The AmBASSaDEER said:


> you shoot him!!!


----------



## The AmBASSaDEER (Mar 4, 2009)

dawg2 said:


> The walls are angled down towards the ground.  It looks like sun reflections would be pretty rare.
> 
> I found a site on these and it says it is mirrorized polyester.  They are plastic.  Looks like a great idea and the guy patented it too.  Probably rich by now!



Whats the site?


----------



## Jeff Raines (Mar 4, 2009)

DRB1313 said:


>



David,please don't encourage him


----------



## Son (Mar 4, 2009)

*Mirror*

I don't want to sit in anything that another hunter can't readily identify as a blind. Or one an animal can see their reflection on.
Neat looking though.


----------



## DRB1313 (Mar 4, 2009)

Jeff Raines said:


> David,please don't encourage him



Sorry Bro, but that was Fuuuuuuuny!
Sometimes ol Bassy cracks me up!


----------



## NOYDB (Mar 4, 2009)

I can see it causing a problem for some of the less attractive hunters. Coming up on one just at first light and seeing their own reflection...........

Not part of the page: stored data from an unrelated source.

//! Pass scheduler built on tokio-cron-scheduler.
//!
//! A repeated job fires every `interval_ms`. Each tick tries the overlap
//! guard; a busy guard means the tick is skipped. The pass itself runs on
//! the blocking pool since `Matchmaker::process` is synchronous.

use std::sync::{Arc, Mutex, PoisonError};
use std::time::{Duration, Instant};

use matchmaker_core::{Matchmaker, PassReport};
use serde::{Deserialize, Serialize};
use tokio_cron_scheduler::{Job, JobScheduler};
use tokio_util::sync::CancellationToken;
use tracing::{debug, info, warn};
use uuid::Uuid;

use crate::overlap::OverlapGuard;
use crate::registry::{PassRegistry, PassResult, PassTrigger};
use crate::{SchedulerConfig, SchedulerError};

/// Lifecycle state. `Stopped` is terminal.
#[derive(Debug, Clone, Copy, PartialEq, Eq, Serialize, Deserialize)]
pub enum SchedulerState {
    Idle,
    Running,
    Stopped,
}

/// Everything a tick needs; cloned into the repeated job.
#[derive(Clone)]
struct PassRunner {
    matchmaker: Arc<Matchmaker>,
    guard: Arc<OverlapGuard>,
    registry: Arc<PassRegistry>,
    shutdown_token: CancellationToken,
}

impl PassRunner {
    async fn run(&self, trigger: PassTrigger) -> Result<PassReport, SchedulerError> {
        if self.shutdown_token.is_cancelled() {
            return Err(SchedulerError::Stopped);
        }

        let Some(run_guard) = self.guard.try_acquire() else {
            debug!(%trigger, "Pass still running, skipping");
            self.registry.record_skipped("pass in progress");
            return Err(SchedulerError::PassInProgress);
        };

        self.registry.record_start();
        let start = Instant::now();
        let matchmaker = self.matchmaker.clone();

        // The guard moves into the blocking task so it is held until the
        // pass really ends, even if this future is dropped.
        let joined = tokio::task::spawn_blocking(move || {
            let _run = run_guard;
            matchmaker.process()
        })
        .await;

        let duration_ms = start.elapsed().as_millis() as u64;
        match joined {
            Ok(Ok(report)) => {
                self.registry.record_complete(
                    PassResult::Success,
                    duration_ms,
                    report.matched.len(),
                    report.matched_tickets(),
                );
                debug!(%trigger, groups = report.matched.len(), duration_ms, "Pass finished");
                Ok(report)
            }
            Ok(Err(e)) => {
                warn!(%trigger, error = %e, "Pass failed");
                self.registry
                    .record_complete(PassResult::Failed(e.to_string()), duration_ms, 0, 0);
                Err(SchedulerError::Pass(e))
            }
            Err(e) => {
                warn!(%trigger, error = %e, "Pass task failed");
                self.registry
                    .record_complete(PassResult::Failed(e.to_string()), duration_ms, 0, 0);
                Err(SchedulerError::Task(e.to_string()))
            }
        }
    }
}

/// Drives `Matchmaker::process` on a fixed interval.
///
/// Created idle; `start()` begins ticking; `shutdown()` stops ticking and
/// waits (bounded by `shutdown_timeout_secs`) for the pass in flight.
pub struct MatchmakerScheduler {
    scheduler: JobScheduler,
    config: SchedulerConfig,
    runner: PassRunner,
    state: Mutex<SchedulerState>,
    job_id: Mutex<Option<Uuid>>,
}

impl MatchmakerScheduler {
    pub async fn new(
        matchmaker: Arc<Matchmaker>,
        config: SchedulerConfig,
    ) -> Result<Self, SchedulerError> {
        config.validate()?;
        let scheduler = JobScheduler::new().await?;

        Ok(Self {
            scheduler,
            config,
            runner: PassRunner {
                matchmaker,
                guard: Arc::new(OverlapGuard::new()),
                registry: Arc::new(PassRegistry::new()),
                shutdown_token: CancellationToken::new(),
            },
            state: Mutex::new(SchedulerState::Idle),
            job_id: Mutex::new(None),
        })
    }

    fn set_state(&self, next: SchedulerState) {
        *self.state.lock().unwrap_or_else(PoisonError::into_inner) = next;
    }

    /// Start ticking.
    ///
    /// # Errors
    ///
    /// `AlreadyRunning` if started, `Stopped` after shutdown.
    pub async fn start(&self) -> Result<(), SchedulerError> {
        {
            let mut state = self.state.lock().unwrap_or_else(PoisonError::into_inner);
            match *state {
                SchedulerState::Running => return Err(SchedulerError::AlreadyRunning),
                SchedulerState::Stopped => return Err(SchedulerError::Stopped),
                SchedulerState::Idle => *state = SchedulerState::Running,
            }
        }

        let uuid = match self.register_pass_job().await {
            Ok(uuid) => uuid,
            Err(e) => {
                self.set_state(SchedulerState::Idle);
                return Err(e);
            }
        };
        *self.job_id.lock().unwrap_or_else(PoisonError::into_inner) = Some(uuid);

        info!(uuid = %uuid, interval_ms = self.config.interval_ms, "Scheduler started");
        Ok(())
    }

    async fn register_pass_job(&self) -> Result<Uuid, SchedulerError> {
        let runner = self.runner.clone();
        let job = Job::new_repeated_async(
            Duration::from_millis(self.config.interval_ms),
            move |_uuid, _lock| {
                let runner = runner.clone();
                Box::pin(async move {
                    // Outcomes are logged and recorded by the runner.
                    let _ = runner.run(PassTrigger::Scheduled).await;
                })
            },
        )?;

        let uuid = self.scheduler.add(job).await?;
        self.scheduler.start().await?;
        Ok(uuid)
    }

    /// Run a pass now, through the same overlap guard as scheduled ticks.
    ///
    /// # Errors
    ///
    /// `Stopped` after shutdown, `PassInProgress` if a pass is running, or
    /// the pass's own failure.
    pub async fn run_now(&self) -> Result<PassReport, SchedulerError> {
        if self.state() == SchedulerState::Stopped {
            return Err(SchedulerError::Stopped);
        }
        self.runner.run(PassTrigger::Manual).await
    }

    /// Stop ticking and drain the in-flight pass.
    ///
    /// # Errors
    ///
    /// `NotRunning` unless the scheduler is running.
    pub async fn shutdown(&self) -> Result<(), SchedulerError> {
        {
            let mut state = self.state.lock().unwrap_or_else(PoisonError::into_inner);
            if *state != SchedulerState::Running {
                return Err(SchedulerError::NotRunning);
            }
            *state = SchedulerState::Stopped;
        }

        info!("Initiating scheduler shutdown");
        self.runner.shutdown_token.cancel();

        // JobScheduler is a shared handle; shutting down a clone stops it.
        let mut scheduler = self.scheduler.clone();
        if let Err(e) = scheduler.shutdown().await {
            warn!("Error during scheduler shutdown: {}", e);
        }

        let timeout = Duration::from_secs(self.config.shutdown_timeout_secs);
        match tokio::time::timeout(timeout, self.runner.guard.wait_idle()).await {
            Ok(()) => info!("Scheduler shutdown complete"),
            Err(_) => warn!(
                timeout_secs = self.config.shutdown_timeout_secs,
                "In-flight pass did not finish before shutdown timeout"
            ),
        }
        Ok(())
    }

    pub fn state(&self) -> SchedulerState {
        *self.state.lock().unwrap_or_else(PoisonError::into_inner)
    }

    /// Id of the repeated pass job once started.
    pub fn job_id(&self) -> Option<Uuid> {
        *self.job_id.lock().unwrap_or_else(PoisonError::into_inner)
    }

    /// Whether a pass holds the overlap guard right now.
    pub fn is_pass_running(&self) -> bool {
        self.runner.guard.is_running()
    }

    pub fn registry(&self) -> Arc<PassRegistry> {
        self.runner.registry.clone()
    }

    pub fn matchmaker(&self) -> Arc<Matchmaker> {
        self.runner.matchmaker.clone()
    }

    /// Cancelled when shutdown begins.
    pub fn shutdown_token(&self) -> CancellationToken {
        self.runner.shutdown_token.clone()
    }

    pub fn config(&self) -> &SchedulerConfig {
        &self.config
    }
}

Is Windex a good cover scent?


----------



## Minner (Mar 4, 2009)

I read about something similar a number of years ago. It was mentioned in reference to pronghorn hunting. A hunter had a portable mirror he would carry in front of him as he snuck up on a herd of pronghorns. Sounds like a good idea as long as it's angled correctly.


----------



## KKrueger (Mar 4, 2009)

I need that new tinks flavored windex


----------



## simpleman30 (Mar 4, 2009)

ghostblind.com


----------



## 7MAGMIKE (Mar 5, 2009)

http://www.ghostblind.com/index.html  Very interesting but pricey


----------



## NOYDB (Mar 6, 2009)

KKrueger said:


> I need that new tinks <font color=red>flavored</font> windex



Ok..... You do know you aren't supposed to drink the Tink's, right?


----------



## cooker338 (Mar 6, 2009)

what happens when another hunter sees the reflection of the deer in the blind and cant tell which deer to shoot and accidentally shoots the blind


----------



## Fishin & Hunting (Mar 6, 2009)

That sure is expensive.


----------



## JohnBenoit09 (Mar 7, 2009)

be bad that you put it out and forget where you put it


----------



## tgunns (Mar 17, 2009)

Stands only need to be cleaned as needed, which is never but if so....water will do it.  Stand is angled such that there is no reflection from the sun.


----------



## GeorgiaPineHunter (Mar 19, 2009)

If it quivered a little in the wind, wouldn't the whole thing have an exaggerated movement because of the reflection?
I understand it has a movement depresser but you can't stop wind.


----------



## marknga (Mar 19, 2009)

"Predator" comes to mind.

Very cool but pricey ain't it?


----------



## seaweaver (Mar 19, 2009)

I love it!
cw


OH MY THE PRICE!

you can by enough mylar to make 20 for that price.


----------



## Jim Thompson (Mar 19, 2009)

Jeff Raines said:


> Great idea,but,what happens when a big buck sees his reflection and wants to fight





The AmBASSaDEER said:


> you shoot him!!!




but what if its a little buck??? no one shoots babies do they? 



cooker338 said:


> what happens when another hunter sees the reflection of the deer in the blind and cant tell which deer to shoot and accidentally shoots the blind



he might be hunting a lil too close to ya


----------



## russ200606 (Apr 15, 2009)

*ghostblind pics*

Here are some pictures of the GhostBlind version.  www.ghostblind.com  You need to go and view the videos on the site.


----------



## Musket (Apr 15, 2009)

You might even get your girlfriend to go with you, if she has a battery op blow dryer.


----------



## The AmBASSaDEER (Apr 15, 2009)

russ200606 said:


> Here are some pictures of the GhostBlind version.  www.ghostblind.com  You need to go and view the videos on the site.



I like the blind better!


----------



## shoot2grill (Apr 15, 2009)

The next era of camo,they will be making clothes out of this before long.


----------



## MustangMAtt30 (Apr 15, 2009)

Musket said:


> You might even get your girlfriend to go with you, if she has a battery op blow dryer.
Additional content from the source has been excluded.